Land Corp. v. Metropolitan Dade County

CHARLES CARROLL, Chief Judge.

This is an appeal by the plaintiff below from an order dismissing its amended complaint, on motion of the defendant.

Plaintiff made application for a zoning boundary change, to liberalize the zoning on its property from RU-1, single family residence, to BU-3, liberal business. After a hearing on notice th'e county zoning appeals board recommended that the application be granted. The county commission disapproved the recommendation.1

Following the action of the county commissioners, plaintiff filed a suit in equity reciting the proceedings outlined above, charging that the hearing before the zoning appeals board was conducted in a manner which departed from essential requirements of law in that witnesses were permitted to make arguments before the board without being sworn or cross examined, and that the county commission departed from essential requirements of law in that the hearing there “was informal in nature in that witnesses making arguments before the board were neither sworn, nor opportunity presented to cross examine them,” and because the recommendation of the zoning appeals board which was considered by the county commissioners was not filed in evidence. The complaint charged that on the applicable facts the commission’s ruling was erroneous, arbitrary and amounted to a denial of equal protection of the laws. It was prayed that the county commission be mandatorily enjoined to change the zoning as requested.

As revealed by the order dismissing the amended complaint, the trial court accepted the argument of the county attorney that the method prescribed for review of the commission’s ruling was by certiorari. That decision of the circuit judge is supported by the ruling of this coiirt in Dade County v. Metro Improvement Corporation, Fla.App.1966, 190 So.2d 202, on the authority of which we affirm.

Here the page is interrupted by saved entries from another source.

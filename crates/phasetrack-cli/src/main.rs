mod cmd;
mod git;
mod output;
mod root;

use clap::{Parser, Subcommand};
use cmd::{phase::PhaseSubcommand, task::AddArgs, task::EditArgs};
use std::path::PathBuf;

#[derive(Parser)]
#[command(
    name = "phasetrack",
    about = "Phase-sharded YAML task tracker: list, start, commit and block tasks",
    version,
    propagate_version = true
)]
struct Cli {
    /// Project root (default: auto-detect from .phasetrack.yaml, phases/, tasks.yaml or .git/)
    #[arg(long, global = true, env = "PHASETRACK_ROOT")]
    root: Option<PathBuf>,

    /// Output as JSON
    #[arg(long, global = true, short = 'j')]
    json: bool,

    #[command(subcommand)]
    command: Commands,
}

#[derive(Subcommand)]
enum Commands {
    /// List tasks, optionally filtered
    List {
        /// Only tasks with this status (pending, in-progress, completed, blocked)
        #[arg(long)]
        status: Option<String>,
        /// Only tasks in this phase (0 = legacy)
        #[arg(long)]
        phase: Option<u32>,
    },

    /// Show progress per phase, or one task's details
    Status {
        /// Task id (omit for the project overview)
        task_id: Option<String>,
    },

    /// Show full details for a single task
    Show { task_id: String },

    /// Mark a task in-progress and generate its context document
    Start { task_id: String },

    /// Mark a task completed, remove its context and commit with git
    Commit {
        task_id: String,
        /// Commit message (default: "Complete task: <id>")
        #[arg(long, short = 'm')]
        message: Option<String>,
        /// Update the task file only; skip `git add` / `git commit`
        #[arg(long)]
        no_git: bool,
    },

    /// Mark a task as blocked
    Block {
        task_id: String,
        #[arg(required = true)]
        reason: Vec<String>,
    },

    /// Append a new task to a phase
    Add(AddArgs),

    /// Edit task fields
    Edit(EditArgs),

    /// List phases with progress
    Phases,

    /// Manage phase files
    Phase {
        #[command(subcommand)]
        subcommand: PhaseSubcommand,
    },

    /// Print (or regenerate) a task's context document
    Context {
        task_id: String,
        /// Write the document to contexts/ instead of printing it
        #[arg(long)]
        write: bool,
    },

    /// Print the hand-off status report for a task
    Report { task_id: String },

    /// Serve the JSON dashboard API
    Serve {
        /// Port to listen on (default: server.port from config, 0 = OS-assigned)
        #[arg(long)]
        port: Option<u16>,

        /// Don't open browser automatically
        #[arg(long)]
        no_open: bool,
    },
}

fn main() {
    let cli = Cli::parse();

    let default_level = match &cli.command {
        Commands::Serve { .. } => tracing::Level::INFO,
        _ => tracing::Level::WARN,
    };

    tracing_subscriber::fmt()
        .with_env_filter(
            tracing_subscriber::EnvFilter::from_default_env().add_directive(default_level.into()),
        )
        .with_target(false)
        .with_writer(std::io::stderr)
        .init();

    let root = root::resolve_root(cli.root.as_deref());
    let json = cli.json;

    let result = match cli.command {
        Commands::List { status, phase } => {
            cmd::task::list(&root, status.as_deref(), phase, json)
        }
        Commands::Status { task_id } => match task_id {
            Some(id) => cmd::task::show(&root, &id, json),
            None => cmd::status::run(&root, json),
        },
        Commands::Show { task_id } => cmd::task::show(&root, &task_id, json),
        Commands::Start { task_id } => cmd::task::start(&root, &task_id, json),
        Commands::Commit {
            task_id,
            message,
            no_git,
        } => cmd::task::commit(&root, &task_id, message.as_deref(), !no_git, json),
        Commands::Block { task_id, reason } => {
            cmd::task::block(&root, &task_id, &reason.join(" "), json)
        }
        Commands::Add(args) => cmd::task::add(&root, args, json),
        Commands::Edit(args) => cmd::task::edit(&root, args, json),
        Commands::Phases => cmd::phase::run(&root, PhaseSubcommand::List, json),
        Commands::Phase { subcommand } => cmd::phase::run(&root, subcommand, json),
        Commands::Context { task_id, write } => cmd::task::context(&root, &task_id, write, json),
        Commands::Report { task_id } => cmd::task::report(&root, &task_id, json),
        Commands::Serve { port, no_open } => cmd::serve::run(&root, port, no_open),
    };

    if let Err(e) = result {
        eprintln!("error: {e:#}");
        std::process::exit(1);
    }
}
pub mod phases;
pub mod tasks;

use crate::error::AppError;
use axum::Json;

/// Run a blocking core call off the async executor.
pub(crate) async fn blocking<T, F>(f: F) -> Result<T, AppError>
where
    F: FnOnce() -> phasetrack_core::Result<T> + Send + 'static,
    T: Send + 'static,
{
    let result = tokio::task::spawn_blocking(f)
        .await
        .map_err(|e| AppError(anyhow::anyhow!("task join error: {e}")))?;
    Ok(result?)
}

/// GET /api/health
pub async fn health() -> Json<serde_json::Value> {
    Json(serde_json::json!({ "status": "ok" }))
}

*224The separate suit filed m this case did not present an attack on the validity of the zoning ordinance, and for that reason the case of Thompson v. City of Miami, Fla.1964, 167 So.2d 841 is not applicable. Here the challenge was to the county commission’s ruling for which review by cer-tiorari is prescribed by § 33-316 of the Code of Ordinances of Metropolitan Dade County.

Affirmed.

. Section 33-312 of the Code of Metropolitan Dade County makes provision for appeals from decisions of the zoning appeals board to the county commission, but excepts therefrom decisions of the appeals board relating to district boundary changes, and provides that such decisions of the zoning appeals board “shall be considered only as a recommendation, which shall be transmitted, together with the zoning appeals board’s record on each such application, to the board of county commissioners for final action by way of approval, disapproval or modification pursuant to § 33-314 hereof.” The latter section provides that after receiving such recommendation of the zoning appeals board concerning the change in a district boundary, “the board of county commissioners after hearing why the recommendation should or should not be adopted shall consider the matter and by resolution either affirm, modify or reverse the recommendation, and such action of the board of county commissioners shall be final; * * * ” with a provision that published notice be given of the time and place of the meeting of the county commission thereon. A subsequent section of the code (33-316) provides for review of zoning decisions of the county commissioners by certiorari in the circuit court.